Kabarjagad, Menado – Alat musik tradisional Kolintang, kebanggaan masyarakat Minahasa, Sulawesi Utara, kini resmi menyandang sebagai status Warisan Budaya Takbenda untuk Kemanusiaan dari UNESCO.
Pengakuan bersejarah ini untuk diumumkan setelah melalui proses diplomasi Budaya, Kajian Akademik, dan Kerja Kolektif yang panjang selama lebih dari satu Dekade.
Pencapaian monumental ini tidak datang secara instan. Aktor utama di balik perjuangan ini adalah ada Tim khusus di bawah koordinasi Persatuan Insan Kolintang Nasional (PINKAN) Indonesia, yang dipimpin dengan komitmen Tinggi oleh Ketua Umum Penny Marsetio.

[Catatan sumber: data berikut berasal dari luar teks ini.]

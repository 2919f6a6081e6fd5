//! Request handler module
//!
//! The edge router itself: classifies each request and serves it from the
//! API dispatch table, the asset root or the SPA entry document.

pub mod router;
pub mod static_files;

// Re-export main entry point
pub use router::{EdgeRouter, RouteLabel};
pub use static_files::StaticAssets;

Gagasan perjuangan muncul dari rembuk Ikatan Pelatih Musik Kolintang di Jabodetabek (IPMKJ) yang diselenggarakan di Sanggar Bapontar, bersamaan dengan inisiasi pembentukan PINKAN Indonesia.
Setelah PINKAN resmi terbentuk, pengakuan UNESCO langsung ditetapkan sebagai target utama, bahkan menjadi slogan yang melekat pada identitas organisasi: “Goes to UNESCO.”
Setelah Tiga Tahun setelah inisiasi, Alat Musik Kolintang didaftarkan sebagai Warisan Budaya Takbenda di Kementerian Pendidikan dan Kebudayaan. Namun, upaya signifikan baru terwujud pada 2018, ketika dibentuk Tim Lintas Keahlian yang solid.
Tim ini dirancang untuk memperkuat argumentasi ilmiah dan diplomasi budaya, tidak hanya mengandalkan aspek seni.
Anggota tim ahli yang berdedikasi ini terdiri dari:
Lidya Katuuk, B.Psy (Pegiat Budaya)
Dr. Anneke Rattu M.Mrg (Akademisi FIB Unsrat)
Dr. Glennie Latumi, S.Pd., M.Sn. (Etnomusikolog Unima)
Ir. Ludovicius Ibrahim Wullur (Kepala Departemen Musik MIS)
Amrosius M. Loho, M.Phil (Dosen Filosofi, De La Salle University).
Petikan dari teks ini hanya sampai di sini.